The strand I have chosen is literacy. Book access is going to be more challenged than ever. Literacy rates dropping as media illiteracy skyrocketed played a huge role in the misinformation failure of this election. Though I will continue to do other work where I can—calling my senators about bills they can pass, financially supporting mutual aid organizations in my area—the core focus of my advocacy work has been and will continue to be literacy.
If you are reading this newsletter, you probably care about books and stories. It is okay if, at the moment, you are sitting and hugging your cat and taking a minute to enjoy your life and ground yourself. There is a long road ahead. There are many feelings to process. But you might also, like me, be somebody who copes with grief and rage and despair through productivity. Somebody who needs a direction to move in. Who loves a to-do list.
Somebody who believes that if they are going to be swallowed, they might as well make the bastards choke.
Problems are interconnected. You can love books and decide you want to focus your attention on other things. Many booksellers suffer from housing insecurity. Many authors and illustrators struggle with food insecurity. Literacy is one of many threads. And not all work to untangle those many thread is publicly visible. Not all work should be publicly visible. I will not assume that anybody is or is not doing work in their communities, and you should not make assumptions about what others are doing. You also do not have to feel you must perform your own activism.
But the change we need will not come from doing the things we are already doing. If that would fix the world, the world would be fixed. As Audre Lorde wrote, “the master’s tools will never dismantle the master’s house.” We need to do something new. It will be uncomfortable.
Be uncomfortable.
The first and best thing you can do if you love books and if you want to prepare for the fight ahead is to find local progressive activists, groups, and candidates who are already in your area. Support them. They are doing the work and have already built the infrastructure to continue doing that work.

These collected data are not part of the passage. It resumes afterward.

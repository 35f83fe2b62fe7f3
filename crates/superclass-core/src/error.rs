//! Error types for superclass operations.
//!
//! Every failure carries an [`ErrorCode`] for programmatic handling. The
//! pipeline wraps backend failures in [`SuperclassError::ClassificationFailed`];
//! use [`SuperclassError::root`] to reach the underlying kind.

use superclass_extractors::ExtractError;
use thiserror::Error;

/// Result type alias for superclass operations.
pub type SuperclassResult<T> = Result<T, SuperclassError>;

/// Main error type for all superclass operations.
#[derive(Error, Debug)]
pub enum SuperclassError {
    /// Text could not be extracted from the input file.
    #[error("Text extraction failed for {path}: {source}")]
    ExtractionFailed {
        path: String,
        code: ErrorCode,
        #[source]
        source: ExtractError,
    },

    /// Missing or invalid backend configuration (credential, endpoint, parameters).
    #[error("Configuration error: {message}")]
    Configuration { message: String, code: ErrorCode },

    /// Provider not supported.
    #[error("Provider not supported: {provider}")]
    UnsupportedProvider { provider: String },

    /// The backend could not be reached or answered with a non-success status.
    #[error("Transport error: {message}")]
    Transport {
        message: String,
        code: ErrorCode,
        status: Option<u16>,
        vendor_code: Option<String>,
        #[source]
        source: Option<Box<dyn std::error::Error + Send + Sync>>,
    },

    /// The backend reply is not the expected JSON shape.
    #[error("Decode error: {message}")]
    Decode {
        message: String,
        code: ErrorCode,
        /// Unparsed backend payload.
        raw: String,
    },

    /// The decoded category is not in the caller's allow-list.
    #[error("classifier returned invalid category '{category}' (allowed: {})", allowed.join(", "))]
    InvalidCategory {
        category: String,
        allowed: Vec<String>,
    },

    /// Model is not present in the catalog.
    #[error("Unknown model: {model}")]
    UnknownModel { model: String },

    /// Backend construction or classification failed inside the pipeline.
    #[error("Classification failed: {source}")]
    ClassificationFailed {
        #[source]
        source: Box<SuperclassError>,
    },

    /// IO error.
    #[error("IO error: {0}")]
    Io(#[from] std::io::Error),

    /// JSON serialization error.
    #[error("Serialization error: {0}")]
    Serialization(#[from] serde_json::Error),

    /// Internal error.
    #[error("Internal error: {0}")]
    Internal(String),
}

/// Error codes for programmatic handling.
#[derive(Debug, Clone, Copy, PartialEq, Eq)]
pub enum ErrorCode {
    // Extraction (EXT_xxx)
    ExtUnsupportedExtension,
    ExtReadFailed,
    ExtMalformed,
    ExtRegistration,

    // Configuration (CFG_xxx)
    CfgMissingCredential,
    CfgMissingEndpoint,
    CfgInvalidValue,
    CfgUnsupportedProvider,

    // Network (NET_xxx)
    NetTimeout,
    NetConnectionFailed,
    NetHttpStatus,

    // Decode (DEC_xxx)
    DecInvalidJson,
    DecEmptyResponse,

    // Category (CAT_xxx)
    CatInvalidCategory,

    // Catalog (MOD_xxx)
    ModUnknownModel,

    // Internal
    Internal,
}

impl ErrorCode {
    /// Get the string representation of the error code.
    pub fn as_str(&self) -> &'static str {
        match self {
            ErrorCode::ExtUnsupportedExtension => "EXT_001",
            ErrorCode::ExtReadFailed => "EXT_002",
            ErrorCode::ExtMalformed => "EXT_003",
            ErrorCode::ExtRegistration => "EXT_004",
            ErrorCode::CfgMissingCredential => "CFG_001",
            ErrorCode::CfgMissingEndpoint => "CFG_002",
            ErrorCode::CfgInvalidValue => "CFG_003",
            ErrorCode::CfgUnsupportedProvider => "CFG_004",
            ErrorCode::NetTimeout => "NET_001",
            ErrorCode::NetConnectionFailed => "NET_002",
            ErrorCode::NetHttpStatus => "NET_003",
            ErrorCode::DecInvalidJson => "DEC_001",
            ErrorCode::DecEmptyResponse => "DEC_002",
            ErrorCode::CatInvalidCategory => "CAT_001",
            ErrorCode::ModUnknownModel => "MOD_001",
            ErrorCode::Internal => "INT_001",
        }
    }
}

impl std::fmt::Display for ErrorCode {
    fn fmt(&self, f: &mut std::fmt::Formatter<'_>) -> std::fmt::Result {
        f.write_str(self.as_str())
    }
}

fn extraction_code(err: &ExtractError) -> ErrorCode {
    match err {
        ExtractError::UnsupportedExtension(_) => ErrorCode::ExtUnsupportedExtension,
        ExtractError::Read { .. } | ExtractError::Io(_) => ErrorCode::ExtReadFailed,
        ExtractError::DuplicateExtension { .. } | ExtractError::RegistryPoisoned => {
            ErrorCode::ExtRegistration
        }
        _ => ErrorCode::ExtMalformed,
    }
}

impl SuperclassError {
    /// Wrap an extraction failure for `path`.
    pub fn extraction(path: impl Into<String>, source: ExtractError) -> Self {
        Self::ExtractionFailed {
            path: path.into(),
            code: extraction_code(&source),
            source,
        }
    }

    /// Create a configuration error.
    pub fn configuration(message: impl Into<String>) -> Self {
        Self::Configuration {
            message: message.into(),
            code: ErrorCode::CfgInvalidValue,
        }
    }

    /// Create a missing-credential error for a provider.
    pub fn missing_credential(provider: impl std::fmt::Display, env_var: &str) -> Self {
        Self::Configuration {
            message: format!(
                "{} backend requires an API key (set it in the model config or {})",
                provider, env_var
            ),
            code: ErrorCode::CfgMissingCredential,
        }
    }

    /// Create a missing-endpoint error for a provider.
    pub fn missing_endpoint(provider: impl std::fmt::Display) -> Self {
        Self::Configuration {
            message: format!("{} backend requires an endpoint URL", provider),
            code: ErrorCode::CfgMissingEndpoint,
        }
    }

    /// Create an unsupported provider error.
    pub fn unsupported_provider(provider: impl Into<String>) -> Self {
        Self::UnsupportedProvider {
            provider: provider.into(),
        }
    }

    /// Create a transport error without an HTTP status.
    pub fn transport(message: impl Into<String>) -> Self {
        Self::Transport {
            message: message.into(),
            code: ErrorCode::NetConnectionFailed,
            status: None,
            vendor_code: None,
            source: None,
        }
    }

    /// Create a transport error for a non-success HTTP status.
    pub fn http_status(status: u16, vendor_code: Option<String>, message: impl Into<String>) -> Self {
        Self::Transport {
            message: format!("HTTP {}: {}", status, message.into()),
            code: ErrorCode::NetHttpStatus,
            status: Some(status),
            vendor_code,
            source: None,
        }
    }

    /// Create a decode error, keeping the unparsed payload.
    pub fn decode(message: impl Into<String>, raw: impl Into<String>) -> Self {
        Self::Decode {
            message: message.into(),
            code: ErrorCode::DecInvalidJson,
            raw: raw.into(),
        }
    }

    /// Create an invalid category error.
    pub fn invalid_category(category: impl Into<String>, allowed: &[String]) -> Self {
        Self::InvalidCategory {
            category: category.into(),
            allowed: allowed.to_vec(),
        }
    }

    /// Create an unknown model error.
    pub fn unknown_model(model: impl Into<String>) -> Self {
        Self::UnknownModel {
            model: model.into(),
        }
    }

    /// Wrap a backend failure raised inside the pipeline.
    pub fn classification_failed(source: SuperclassError) -> Self {
        Self::ClassificationFailed {
            source: Box::new(source),
        }
    }

    /// The innermost error, skipping pipeline wrapping layers.
    pub fn root(&self) -> &SuperclassError {
        let mut current = self;
        while let Self::ClassificationFailed { source } = current {
            current = source;
        }
        current
    }

    /// Whether the root cause is a category allow-list violation.
    pub fn is_invalid_category(&self) -> bool {
        matches!(self.root(), Self::InvalidCategory { .. })
    }

    /// Get the error code.
    pub fn code(&self) -> ErrorCode {
        match self {
            Self::ExtractionFailed { code, .. } => *code,
            Self::Configuration { code, .. } => *code,
            Self::UnsupportedProvider { .. } => ErrorCode::CfgUnsupportedProvider,
            Self::Transport { code, .. } => *code,
            Self::Decode { code, .. } => *code,
            Self::InvalidCategory { .. } => ErrorCode::CatInvalidCategory,
            Self::UnknownModel { .. } => ErrorCode::ModUnknownModel,
            Self::ClassificationFailed { source } => source.code(),
            Self::Serialization(_) => ErrorCode::DecInvalidJson,
            Self::Io(_) | Self::Internal(_) => ErrorCode::Internal,
        }
    }

    /// Get a user-friendly suggestion for resolving this error.
    pub fn suggestion(&self) -> Option<&str> {
        match self.root() {
            Self::ExtractionFailed { code, .. } if *code == ErrorCode::ExtUnsupportedExtension => {
                Some("Check GET /formats for the list of supported file extensions")
            }
            Self::Configuration { code, .. } if *code == ErrorCode::CfgMissingCredential => {
                Some("Please check your API key and authentication credentials")
            }
            Self::Configuration { .. } => Some("Please check your model provider configuration"),
            Self::Transport { status: Some(401 | 403), .. } => {
                Some("The provider rejected the credentials; verify the API key")
            }
            Self::Transport { status: Some(429), .. } => {
                Some("Please wait before making more requests")
            }
            Self::InvalidCategory { .. } => {
                Some("Retry, or widen the allowed category list")
            }
            _ => None,
        }
    }
}

#[cfg(test)]
mod tests {
    use super::*;

    #[test]
    fn test_error_code_as_str() {
        assert_eq!(ErrorCode::ExtUnsupportedExtension.as_str(), "EXT_001");
        assert_eq!(ErrorCode::CfgMissingCredential.as_str(), "CFG_001");
        assert_eq!(ErrorCode::NetConnectionFailed.as_str(), "NET_002");
        assert_eq!(ErrorCode::DecInvalidJson.as_str(), "DEC_001");
        assert_eq!(ErrorCode::CatInvalidCategory.to_string(), "CAT_001");
    }

    #[test]
    fn test_extraction_error_code() {
        let err = SuperclassError::extraction(
            "report.mp4",
            ExtractError::UnsupportedExtension(".mp4".to_string()),
        );
        assert_eq!(err.code(), ErrorCode::ExtUnsupportedExtension);
        assert!(err.to_string().contains("report.mp4"));
        assert!(err.suggestion().is_some());

        let err = SuperclassError::extraction("a.rtf", ExtractError::malformed("RTF", "bad"));
        assert_eq!(err.code(), ErrorCode::ExtMalformed);
    }

    #[test]
    fn test_root_unwraps_pipeline_layers() {
        let inner = SuperclassError::invalid_category("Sports", &["Tech".to_string()]);
        let err = SuperclassError::classification_failed(inner);

        assert!(matches!(err.root(), SuperclassError::InvalidCategory { .. }));
        assert!(err.is_invalid_category());
        assert_eq!(err.code(), ErrorCode::CatInvalidCategory);
        assert!(err.to_string().contains("invalid category 'Sports'"));
    }

    #[test]
    fn test_decode_keeps_raw_payload() {
        let err = SuperclassError::decode("expected JSON object", "Sure! Here you go");
        match err {
            SuperclassError::Decode { raw, code, .. } => {
                assert_eq!(raw, "Sure! Here you go");
                assert_eq!(code, ErrorCode::DecInvalidJson);
            }
            other => panic!("unexpected error {other:?}"),
        }
    }

    #[test]
    fn test_http_status_error() {
        let err = SuperclassError::http_status(429, Some("rate_limit_exceeded".into()), "slow down");
        assert_eq!(err.code(), ErrorCode::NetHttpStatus);
        assert_eq!(err.suggestion(), Some("Please wait before making more requests"));
        assert!(err.to_string().contains("HTTP 429"));
    }

    #[test]
    fn test_missing_credential() {
        let err = SuperclassError::missing_credential("openai", "OPENAI_API_KEY");
        assert_eq!(err.code(), ErrorCode::CfgMissingCredential);
        assert!(err.to_string().contains("OPENAI_API_KEY"));
    }
}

What they need most is you.
You will not be perfect. They will not be perfect. Nobody is perfect. Imperfect allies working toward a common goal is how change happens.
So much change needs to happen.
Below you’ll find a list of literacy-based and bookish advocacy action items that you can take right now. It is far from comprehensive. There are options for everybody: casual readers and industry professionals, people who are already involved in advocacy and people who are only now realizing how much work needs to be done. You do not have to do all of them. (You, in fact, can't do all of them!) Start with one. Dedicate yourself to it. See what you can create as you unravel your strand.
The United States has failed so many of us. The fascist and bigoted want us to despair. No matter how much hope they try to steal, they cannot have our determination.
Let us tell our stories. If they wish to swallow us whole, let them choke on our words.
I know you're tired. Let's get to work anyway.
Join your local library board. If no local library board positions are currently open, stay involved by talking to librarians and attending any public hearings or meetings with the library on the agenda. If you feel overwhelmed, a great way to start small is subscribing to your library’s email newsletter and any local government newsletters.
Adopt an independent bookstore and purchase books exclusively from that bookstore. If you do not have an indie near you, choose one further away, preferably a BIPOC- or queer-owned rural bookstore. A personal favorite of mine is Loyalty Bookstore in Washington, D.C., which has faced so many challenges in the past few years while continuing to be a beacon of light for its immediate community and the bookselling community alike.
Break up with Amazon as much as you can. If asked by trade or nonprofit organizations you trust, call your representatives and demand they support the FTC lawsuit against Amazon. Amazon is a monopoly whose founder supports Trump, and it devalues workers and books.
Join your local school board or PTSA. If no positions are available or you are unable to join, attend meetings. Share agenda items and bring friends with you to make your voices heard. This is another great way in which, if you are overwhelmed, you can start small: follow your PTSA newsletter or social media accounts and pledge to go to one meeting.
Donate books by historically excluded authors and about contemporary issues to libraries, Little Free Libraries, and other community spaces where folks can easily access them. If you’re donating to libraries, make sure ahead of time that those donations can be accepted as part of their collection and not as an addition to their fundraising book sales. Libraries may prefer that you request books be added to their collections through purchase requests or holds on Libby.
Keep a library of banned books. If you share those books, especially in areas where it may be forbidden to do so, make sure you are not tracked. Avoid creating public posts with shared locations about your activities, and consider using a secure, encrypted messaging platform such as Signal.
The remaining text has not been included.